近年来,远场纳米分辨荧光显微成像技术取得了较大的发展。目前最为突出的方法有两种,一种是基于缩小有效激发光斑,通过直接减小点扩展函数的半高宽来提高分辨率,包括STED,GSD等;另一种则是基于单分子定位技术,包括STORM,PALM等。前者是通过受激态或基态耗尽的方式,压缩荧光有效发射区域;后者则是利用荧光标记本身的开关效应,通过稀疏激发、分时成像、质心定位以及图像合成来实现纳米分辨成像,已经实现20nm的横向空间分辨率。
然而,利用单分子定位技术对直径为10μm以上的细胞进行纳米分辨三维成像仍然存在很多问题。首先,单分子定位对于轴向分辨率并没有提高,常常需要结合某些改进轴向分辨率的方法,如柱面镜像散法、双螺旋点扩散函数法(DH-PSF)、双层平面探测法、虚拟空间超分辨显微术(VVSRM)等,可实现横向空间分辨率达20-30nm左右,轴向分辨率达40-70nm的三维成像,目前,这些方法的成像深度只有2μm。另外,干涉光敏定位显微技术(iPALM)可将三维的分辨率提高到20nm以内,但成像范围仅被限制在盖玻片以下500nm的深度范围内,因此,这些方法的成像深度均较小。

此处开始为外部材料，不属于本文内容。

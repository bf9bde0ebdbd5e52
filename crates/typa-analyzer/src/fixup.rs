//! Generic arity repair.
//!
//! An instance whose argument count disagrees with its class is never left
//! as is: omitted arguments become `Any` (an error only under
//! `disallow_any_generics`), and a wrong non-zero count is replaced by
//! error-`Any`s with the instance marked invalid.

use tracing::debug;
use typa_common::limits::MAX_SUBSTITUTION_DEPTH;
use typa_common::{DiagnosticSink, Provenance, codes, format_message, messages};
use typa_types::{Instance, Type, TypeOfAny};

/// Builtin classes that were not subscriptable at runtime, with their
/// `typing` replacement (empty when there is none).
const NONGEN_BUILTINS: &[(&str, &str)] = &[
    ("builtins.tuple", "typing.Tuple"),
    ("builtins.enumerate", ""),
    ("builtins.list", "typing.List"),
    ("builtins.dict", "typing.Dict"),
    ("builtins.set", "typing.Set"),
    ("builtins.frozenset", "typing.FrozenSet"),
    ("collections.ChainMap", "typing.ChainMap"),
    ("collections.Counter", "typing.Counter"),
    ("collections.defaultdict", "typing.DefaultDict"),
    ("collections.deque", "typing.Deque"),
];

/// Replacement for a non-generic builtin, `Some("")` when it has none,
/// `None` when `fullname` is not such a builtin.
pub fn nongen_builtin(fullname: &str) -> Option<&'static str> {
    NONGEN_BUILTINS
        .iter()
        .find(|(name, _)| *name == fullname)
        .map(|(_, replacement)| *replacement)
}

/// The "... is not subscriptable" message for a non-generic builtin.
pub fn no_subscript_builtin_alias(fullname: &str, propose_alt: bool) -> String {
    let name = typa_types::short_name(fullname);
    match nongen_builtin(fullname) {
        Some(replacement) if propose_alt && !replacement.is_empty() => {
            format_message(messages::NOT_SUBSCRIPTABLE_USE_INSTEAD, &[name, replacement])
        }
        _ => format_message(messages::NOT_SUBSCRIPTABLE, &[name]),
    }
}

/// Filler for omitted generic arguments.
///
/// Under `disallow_any` this reports an error naming the construct
/// (`describe` renders it) and returns an error-`Any`; otherwise it is a
/// silent `Any` from omitted generics.
pub fn get_omitted_any(
    disallow_any: bool,
    sink: &mut dyn DiagnosticSink,
    at: Provenance,
    fullname: Option<&str>,
    describe: impl FnOnce() -> String,
) -> Type {
    if !disallow_any {
        return Type::any_at(TypeOfAny::FromOmittedGenerics, at);
    }
    let message = match fullname.and_then(nongen_builtin) {
        Some(alternative) if !alternative.is_empty() => {
            format_message(messages::IMPLICIT_GENERIC_ANY_BUILTIN, &[alternative])
        }
        _ => {
            let quoted = format!("\"{}\"", describe());
            format_message(messages::BARE_GENERIC, &[&quoted])
        }
    };
    sink.fail(at, message, Some(codes::TYPE_ARG));
    Type::any_at(TypeOfAny::FromError, at)
}

/// Natural-language argument count: "no type arguments", "1 type argument",
/// "3 type arguments".
fn describe_arity(n: usize) -> String {
    match n {
        0 => "no type arguments".to_string(),
        1 => "1 type argument".to_string(),
        n => format!("{n} type arguments"),
    }
}

/// Repair `instance` in place if its argument count is wrong.
///
/// `use_generic_error` suppresses the builtin-specific message (used when
/// the instance came out of an alias, whose name is what the user wrote);
/// `written_name` is that name.
pub fn fix_instance(
    instance: &mut Instance,
    sink: &mut dyn DiagnosticSink,
    disallow_any: bool,
    use_generic_error: bool,
    written_name: Option<&str>,
) {
    let expected = instance.class.arity();
    if instance.args.len() == expected {
        return;
    }

    if instance.args.is_empty() {
        let fullname = (!use_generic_error).then(|| instance.class.fullname.clone());
        debug!(class = %instance.class.fullname, expected, "filling omitted type arguments");
        let any = get_omitted_any(disallow_any, sink, instance.pos, fullname.as_deref(), || {
            written_name.unwrap_or(instance.class.name()).to_string()
        });
        instance.args = vec![any; expected];
        return;
    }

    let given = instance.args.len().to_string();
    debug!(
        class = %instance.class.fullname,
        expected,
        given = %given,
        "wrong number of type arguments"
    );
    let message = format_message(
        messages::WRONG_TYPE_ARG_COUNT,
        &[instance.class.name(), &describe_arity(expected), &given],
    );
    sink.fail(instance.pos, message, Some(codes::TYPE_ARG));
    instance.args = vec![Type::any(TypeOfAny::FromError); expected];
    instance.invalid = true;
}

/// Recursively repair every instance inside `ty`.
///
/// `Union[Dict, List[str, int]]` becomes
/// `Union[Dict[Any, Any], List[Any]]`. Omitted arguments are filled silently;
/// wrong counts are reported. Subtrees deeper than
/// [`MAX_SUBSTITUTION_DEPTH`] are replaced by an error-`Any`, reported once.
pub fn fix_instance_types(ty: &mut Type, sink: &mut dyn DiagnosticSink) {
    let mut truncated = None;
    fix_instance_types_at_depth(ty, sink, 0, &mut truncated);
    if let Some(at) = truncated {
        sink.fail(at, messages::TYPE_TOO_DEEP.to_string(), Some(codes::MISC));
    }
}

fn fix_instance_types_at_depth(
    ty: &mut Type,
    sink: &mut dyn DiagnosticSink,
    depth: u32,
    truncated: &mut Option<Provenance>,
) {
    if depth >= MAX_SUBSTITUTION_DEPTH && !ty.children().is_empty() {
        let at = ty.pos();
        truncated.get_or_insert(at);
        *ty = Type::any_at(TypeOfAny::FromError, at);
        return;
    }
    ty.for_each_child_mut(&mut |child: &mut Type| {
        fix_instance_types_at_depth(child, sink, depth + 1, truncated);
    });
    if let Type::Instance(instance) = ty {
        fix_instance(instance, sink, false, true, None);
    }
}

#[cfg(test)]
#[path = "../tests/fixup_tests.rs"]
mod fixup_tests;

细胞内动态成像要实现细胞内同时追踪多个分子,这要求成像手段在三维空间以纳米定位精度快速探测十几微米景深范围内的多个目标分子。目前的单分子追踪(SPT)方法,既可以对样品中只包含目标分子的区域进行局部探测,实现1nm精度的荧光成像(FIONA);也可以采用宽场成像的方法,实现同时追踪多个分子。虽然宽场探测的SPT方法已经发展了图像堆栈、离焦成像、用聚焦激光光束环绕粒子运动、Fresnel粒子追踪(FPT),以及柱面镜像散等多种轴向分辨的方法,已经可以实现三维的纳米定位,但目前实现的成像深度仅仅为3μm左右,而一般完整细胞的厚度有十几微米,因此,现有的方法仍不能满足细胞内多分子追踪的大景深要求。
发明内容
本发明的目的在于提供一种大景深三维纳米分辨成像方法,旨在解决传统方法成像深度小,难以满足分子定位的大景深要求的问题。
本发明是这样实现的,一种大景深三维纳米分辨成像方法,包括下述步骤:
创建具有双螺旋点扩散函数和离焦光栅多阶成像性质的光学模块;
通过所述光学模块对待测分子进行成像,获得待测分子的双螺旋图像;
通过所述双螺旋图像中双螺旋旁瓣的中点在成像面上的位置确定待测分子的横向位置;
通过所述双螺旋图像中双螺旋旁瓣的中心连线的旋转角度及所述双螺旋旁瓣的中点在成像面上的位置确定待测分子的轴向位置。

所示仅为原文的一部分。